District 49 policy and the lawsuit that followed
In May, District 49’s school board adopted a controversial policy that classifies all school sports teams by “biological sex” and bans student athletes from playing on teams or sharing locker rooms and hotel rooms with students different from the gender they were assigned at birth.
The district says the policy preserves fair competition for girls and protects student privacy in intimate spaces. It also contends the new policy complies with federal equal protection laws and a February Trump administration executive order directing schools to preserve single-sex sports. It threatened to withhold federal funding from schools that allow transgender athletes to participate in girls’ sports.

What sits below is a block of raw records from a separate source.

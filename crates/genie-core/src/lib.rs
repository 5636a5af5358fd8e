//! Core engine behind the `genie` CLI.
//!
//! The pipeline: discover `*.genie.ts` sources, evaluate each generator
//! document, build the expected target bytes, and write atomically when the
//! target differs (`generate_all`) or verify up-to-dateness without mutation
//! (`check_all`). A successful pass hands the loaded generators to the
//! validation runner.
//!
//! Progress is reported through an injected [`genie_types::EventSink`]; the
//! orchestrators never print.

use std::path::PathBuf;
use std::sync::Arc;
use std::sync::mpsc;
use std::time::Duration;

use genie_module::{LoadedGenerator, ModuleRegistry, load_generator};
use genie_types::{CauseKind, ErrorCause, Event, GenieError};
use genie_validate::ValidationOptions;

pub mod check;
pub mod generate;
mod revalidate;

pub use check::check_all;
pub use generate::generate_all;
pub use genie_types::{EventSink, FileStatus, NullSink, RunSummary, SharedSink, VecSink};

/// Per-file timeout; covers module evaluation, where a non-settling
/// generator can otherwise stall the run.
pub const FILE_TIMEOUT: Duration = Duration::from_secs(120);

/// Runtime options shared by `generate_all` and `check_all`.
#[derive(Debug, Clone, Default)]
pub struct RunOptions {
    /// Working directory the run is scoped to.
    pub cwd: PathBuf,
    /// Explicit generator sources; discovery under `cwd` when empty.
    pub sources: Option<Vec<PathBuf>>,
    /// Generated files end up mode `0o444`.
    pub read_only: bool,
    /// Report what would change without mutating anything.
    pub dry_run: bool,
    /// Explicit formatter config path; convention discovery otherwise.
    pub formatter_config: Option<PathBuf>,
    /// Check-mode worker bound; `min(max(1, hw_parallelism), 12)` otherwise.
    pub concurrency: Option<usize>,
    /// Validation policy.
    pub validation: ValidationOptions,
}

impl RunOptions {
    pub fn new(cwd: impl Into<PathBuf>) -> Self {
        Self {
            cwd: cwd.into(),
            ..Default::default()
        }
    }

    /// The formatter config actually used: explicit path or convention files
    /// under cwd.
    pub fn resolved_formatter_config(&self) -> Option<PathBuf> {
        genie_format::discover_config(&self.cwd, self.formatter_config.as_deref())
    }
}

pub(crate) fn emit(sink: &SharedSink, event: Event) {
    if let Ok(mut sink) = sink.lock() {
        sink.emit(event);
    }
}

/// Evaluate a generator module under the per-file timeout.
///
/// The evaluation runs on a helper thread; on timeout the thread is
/// abandoned and a file-scoped timeout error is returned.
pub(crate) fn load_with_timeout(
    source: &PathBuf,
    opts: &RunOptions,
    registry: &Arc<ModuleRegistry>,
    timeout: Duration,
) -> Result<LoadedGenerator, GenieError> {
    let (sender, receiver) = mpsc::channel();
    let thread_source = source.clone();
    let thread_cwd = opts.cwd.clone();
    let thread_registry = Arc::clone(registry);

    std::thread::spawn(move || {
        let result = load_generator(&thread_source, &thread_cwd, &thread_registry);
        let _ = sender.send(result);
    });

    match receiver.recv_timeout(timeout) {
        Ok(Ok(loaded)) => Ok(loaded),
        Ok(Err(cause)) => Err(GenieError::Import {
            path: source.clone(),
            cause,
        }),
        Err(_) => {
            let message = format!(
                "Generator evaluation timed out after {}",
                humantime::format_duration(timeout)
            );
            Err(GenieError::File {
                path: source.clone(),
                message: message.clone(),
                cause: ErrorCause::new(CauseKind::Timeout, message),
            })
        }
    }
}

#[cfg(test)]
pub(crate) mod test_support {
    use std::fs;
    use std::path::Path;
    use std::sync::Mutex;

    use genie_types::{Event, VecSink};

    use super::*;

    pub fn sink() -> (SharedSink, Arc<Mutex<VecSink>>) {
        let collector = Arc::new(Mutex::new(VecSink::default()));
        let shared: SharedSink = collector.clone();
        (shared, collector)
    }

    pub fn events_of(collector: &Arc<Mutex<VecSink>>) -> Vec<Event> {
        collector.lock().expect("sink lock").events.clone()
    }

    pub fn write(path: &Path, content: &str) {
        if let Some(parent) = path.parent() {
            fs::create_dir_all(parent).expect("mkdir");
        }
        fs::write(path, content).expect("write");
    }
}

The districts filed their federal lawsuit the next day, challenging Colorado state laws and CHSAA bylaws that required schools to allow transgender student-athletes to participate on teams matching their gender identity.
The complaint says the state’s rules forced the district to choose between following federal obligations — risking state investigations, fines, or athletic suspension — or complying with state law and CHSAA rules and jeopardizing federal funding and students’ constitutional rights.
It argues that requiring transgender girls to compete in girls’ sports or share girls’ locker rooms constitutes sex discrimination against female students and violates the equal protection clause of the Fourteenth Amendment and Title IX, which governs nondiscrimination based on sex in education.
The plaintiffs want the court to declare Colorado’s civil rights law and CHSAA bylaws unconstitutional on the matter of who can compete on boys' and girls' sports teams.